In my own innocence, I'm thinking of this as a question without practical application, like a small child asking if babies come out of your belly button. Clarification of half-understood knowledge. It was only later, sharing the story with some colleagues, that the full import of why they might want to know hit me.
"NO!" screeches one of my colleagues. "You are supposed to tell them, 'Yep. For sure. Even from just SEEING them.'"
But still. I would rather arm them with correct information. I would rather be unflappable in the face of questioning about the body. A few years back, an 8th grade girl told me how frustrating she found the abstinence-only sex ed classes in our district. "I have friends at the high school who got pregnant because they really thought you couldn't the first time. Or because they don't understand how birth control works. I only know that stuff because my big brother told me. What about kids who don't have anyone they can talk to about it? How are they supposed to know?"
Personally, all that knowledge was purely academic until FAR past eighth grade, but even back then, even in my middle class, suburban high school, girls were getting pregnant by our freshman year. I know our 9th grade sex ed classes covered birth control methods, and even pre-AIDS and "safe sex" PSAs, we were told that two methods were better than one. But most of what I learned about the actual changes in my body, about sex itself, about sexuality in general came from Judy Blume.
It must have been in 1979, when I was ten, that I received a boxed set of her books for a birthday . The collection included Blubber, which I read repeatedly even though I loathed it. I could relate to all sides of the story--the mean girl, the victim, the follower--and I was horrified that instead of everyone learning better, at the end the victim and the mean girl turn on the narrator. It also had Sheila the Great, which was fun. But the two that were eye openers for me were Then Again, Maybe I Won't and Are You There God? It's Me, Margaret. I'm pretty sure that a good 50% of what I know about male puberty still comes from the first book. Maybe more. And Margaret asked questions I hadn't even thought of yet.
Later, I read Deenie, Iggie's House and Tiger Eyes. All of these books are remarkable because Blume was almost the only writer doing what she did. Writing about adolescents living modern lives. Addressing all the stuff that kids care about--puberty, bullying, divorce, feeling alone. Paula Danziger and Norma Klein are the others who come to mind from that era. But Judy's books were a class by themselves.
Then there were the scandalous ones--Forever and Wifey. Passed around in secret, with specific page numbers recommended. (Where did these copies come from? Possibly parents who saw Blume's name on the cover and didn't ask any further questions, or older siblings. I suppose some parents would have been cool with the books, but then why would we have been so secretive?) We didn't even know people could WRITE about that stuff.

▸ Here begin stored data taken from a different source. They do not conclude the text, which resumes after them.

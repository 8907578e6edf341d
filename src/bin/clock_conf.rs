//! ClockConf binary: a transient operator tool that proposes one Clock
//! change and exits once ClockManager echoes it back (§4.6, §8).

use clap::Parser;
use mrcs_messages::ClockWire;

use mrcs::broker::lapin_client::LapinBroker;
use mrcs::broker::Broker;
use mrcs::cli::{init_tracing, CommonArgs};
use mrcs::clock_conf::{self, ClockConfHandler};
use mrcs::node::run_subscriber;

#[derive(Parser)]
#[command(about = "ClockConf: propose a Clock change and wait for ClockManager to confirm it")]
struct Cli {
    #[command(flatten)]
    common: CommonArgs,

    #[arg(long)]
    is_running: bool,
    #[arg(long, value_parser = clap::value_parser!(u8).range(1..=10))]
    speed: u8,
    #[arg(long)]
    year: i32,
    #[arg(long)]
    month: u32,
    #[arg(long)]
    day: u32,
    #[arg(long)]
    hour: u32,
    #[arg(long)]
    minute: u32,
}

#[tokio::main]
async fn main() -> anyhow::Result<()> {
    init_tracing();
    let cli = Cli::parse();
    cli.common.validate()?;

    let mode = cli.common.mode();
    let descriptor = clock_conf::descriptor(mode.exchange_name());
    let mut broker = LapinBroker::new(cli.common.amqp_uri.clone(), mode.exchange_name());

    if cli.common.clean {
        broker.connect().await?;
        broker.teardown(&descriptor.queue).await?;
        return Ok(());
    }

    let proposal = ClockWire {
        is_running: cli.is_running,
        speed: cli.speed,
        year: cli.year,
        month: cli.month,
        day: cli.day,
        hour: cli.hour,
        minute: cli.minute,
    };
    let handler = ClockConfHandler::new(proposal);
    run_subscriber(broker, descriptor, handler).await
}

Decades pass. I end up a reading teacher and start building a classroom library. I try bringing in old favorites, but their time, it seems, has passed. Overall, I engage in very little censorship in the books I add, and none on the books students bring in to read.
Then one day, a student is reading Forever. She got it at our school library, a modern edition with a decidedly not-1970s cover. I choke back a laugh and let her know it gets a little, um, racy. She loves it. She recommends it to her friends. A line starts to be the next reader. I buy a copy for the classroom library (and get a copy of several other Blume books too, which also fly off the shelves). The ending disappoints her, and I use it as a chance to talk about the fact that your first love probably won't actually be "forever." Her friend reads it and adds the idea that you should keep that in mind when you're deciding whether or not you're ready to have sex.
These are the girls who ask me that shocking question. Would they have trusted me with their question if they hadn't had my tacit permission to read and talk about that book? There are plenty of YA novels that address sexuality and complex social issues, but Blume's books are accessible to more readers, I think. They are straight-forward, usually include humor, and have a relatable voice even for kids who aren't "literary" minded.
Judy Blume, pushing 80, is still a revolutionary.
And no. That's not how you get pregnant. But I think a follow-up conversation is in order.